Common App Prompt 1: Background, Identity, Interest, or Talent
Some students have a background, identity, interest, or talent so meaningful they believe their application would be incomplete without it. If this sounds like you, then please share your story.
What this prompt is really asking
This is the most open-ended of the seven, and that openness is a trap. The prompt is not asking, "What is the most impressive thing about you?" It is asking, "What is so central to who you are that we cannot understand you without it?" Those are different questions. The first invites a résumé in paragraph form. The second invites a window into how you see the world.
The key word is meaningful. A background, identity, interest, or talent only works here if you can show what it has done to your thinking, not just that you have it.
Common mistakes
- The trophy case. Listing achievements tied to the talent ("I've played violin for twelve years and won three competitions") tells us what you did, not who you are. Admissions officers already have your activities list.
- Claiming an identity without inhabiting it. "Being the oldest of five children shaped me" is a thesis, not an essay. Show one dinner table, one Tuesday, one specific responsibility that reveals the shaping.

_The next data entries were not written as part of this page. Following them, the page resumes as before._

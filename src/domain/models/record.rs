//! The populated input-argument record.

use serde::{Deserialize, Serialize};

use super::schema::{FieldSpec, FieldValue, SCHEMA};

/// Input arguments for a land data system run.
///
/// Every field maps to one positional slot of the input file; see
/// [`SCHEMA`] for the ordering. A record is only ever handed out fully
/// populated by [`crate::ConfigLoader`].
#[derive(Debug, Clone, Default, PartialEq, Eq, Serialize, Deserialize)]
#[serde(rename_all = "snake_case")]
pub struct ConfigRecord {
    /// Non-zero enables diagnostic outputs
    pub diagnostics: i32,
    /// Output year for production and harvested area
    pub out_year_prod_ha_lr: i32,
    /// Reference year of the SAGE crop data
    pub in_year_sage_crops: i32,
    /// Output year for US dollar values
    pub out_year_usd: i32,
    /// Dollar year of the land rent input data
    pub in_year_lr_usd: i32,

    // base directories
    /// Directory of the input files
    pub inpath: String,
    /// Directory for the output files
    pub outpath: String,
    /// Directory of the SAGE land type and crop data
    pub sagepath: String,
    /// Directory of the HYDE land use data
    pub hydepath: String,
    /// Directory of the land use/land cover data
    pub lulcpath: String,
    /// Directory of the MIRCA irrigated/rainfed data
    pub mircapath: String,
    /// Directory of the water footprint data
    pub wfpath: String,
    /// Destination directory for the land data system outputs
    pub ldsdestpath: String,
    /// Destination directory for the mapping outputs
    pub mapdestpath: String,

    // rasters
    pub cell_area_fname: String,
    pub land_area_sage_fname: String,
    pub land_area_hyde_fname: String,
    pub aez_new_fname: String,
    pub aez_orig_fname: String,
    pub potveg_fname: String,
    pub country_fao_fname: String,
    pub protected_fname: String,
    pub nfert_rast_fname: String,
    pub cropland_sage_fname: String,
    pub rent_orig_fname: String,

    // country and region mappings
    pub country87_gtap_fname: String,
    pub country87map_fao_fname: String,
    pub country_all_fname: String,
    pub aez_new_info_fname: String,
    pub countrymap_iso_gcam_region_fname: String,
    pub regionlist_gcam_fname: String,

    // land type, land use and crop tables
    pub use_gtap_fname: String,
    pub lt_sage_fname: String,
    pub lu_hyde_fname: String,
    pub lulc_fname: String,
    pub crop_fname: String,
    pub production_fao_fname: String,
    pub yield_fao_fname: String,
    pub harvestarea_fao_fname: String,
    pub prodprice_fao_fname: String,
    pub convert_usd_fname: String,
    pub vegc_csv_fname: String,
    pub soilc_csv_fname: String,

    // outputs
    pub lds_logname: String,
    pub harvestarea_fname: String,
    pub production_fname: String,
    pub rent_fname: String,
    pub mirca_irr_fname: String,
    pub mirca_rfd_fname: String,
    pub land_type_area_fname: String,
    pub refveg_carbon_fname: String,
    pub wf_fname: String,
    pub iso_map_fname: String,
    pub lt_map_fname: String,
}

impl ConfigRecord {
    /// Whether diagnostic outputs were requested.
    pub const fn diagnostics_enabled(&self) -> bool {
        self.diagnostics != 0
    }

    /// Iterate the record's values in slot order.
    pub fn fields(&self) -> impl Iterator<Item = (&'static FieldSpec, FieldValue<'_>)> + '_ {
        SCHEMA.iter().map(move |spec| (spec, spec.read(self)))
    }

    /// Look up a single value by its field name.
    pub fn get(&self, name: &str) -> Option<FieldValue<'_>> {
        super::schema::by_name(name).map(|spec| spec.read(self))
    }
}

#[cfg(test)]
mod tests {
    use super::*;

    #[test]
    fn test_default_record_is_empty() {
        let record = ConfigRecord::default();
        assert_eq!(record.diagnostics, 0);
        assert!(record.inpath.is_empty());
        assert!(!record.diagnostics_enabled());
    }

    #[test]
    fn test_fields_follow_schema_order() {
        let record = ConfigRecord {
            diagnostics: 1,
            inpath: "./indata/".to_string(),
            lt_map_fname: "LDS_land_types.csv".to_string(),
            ..Default::default()
        };

        let fields: Vec<_> = record.fields().collect();
        assert_eq!(fields.len(), 54);
        assert_eq!(fields[0].0.name, "diagnostics");
        assert_eq!(fields[0].1, FieldValue::Integer(1));
        assert_eq!(fields[5].1, FieldValue::Text("./indata/"));
        assert_eq!(fields[53].1, FieldValue::Text("LDS_land_types.csv"));
    }

    #[test]
    fn test_get_by_name() {
        let record = ConfigRecord {
            out_year_usd: 2005,
            ..Default::default()
        };
        assert_eq!(record.get("out_year_usd"), Some(FieldValue::Integer(2005)));
        assert_eq!(record.get("no_such_field"), None);
    }

    #[test]
    fn test_serializes_every_field() {
        let json = serde_json::to_value(ConfigRecord::default()).unwrap();
        let object = json.as_object().unwrap();
        assert_eq!(object.len(), 54);
        for spec in &SCHEMA {
            assert!(object.contains_key(spec.name), "missing {}", spec.name);
        }
    }
}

- Choosing a topic because it sounds important. A quirky, genuine interest beats a grand, generic identity every time. Readers remember the student who wrote about competitive map-making, not the tenth essay about "my culture."
What strong responses do
Strong essays here are narrow and deep. They pick one thread, a hobby, a role in the family, a way of seeing, and follow it into specific scenes. They let the reader watch the writer think. The talent or identity is the doorway, not the destination; what's on the other side is a mind worth admitting.
A good test: could anyone else have written your essay by swapping in their own activity? If yes, you've written about the category, not about yourself. Push for the detail only you have.
Before you submit
Read your opening paragraph and ask whether it could be the start of a thousand other essays. If "Ever since I was young, I have loved..." appears anywhere, cut it. Start inside a moment instead.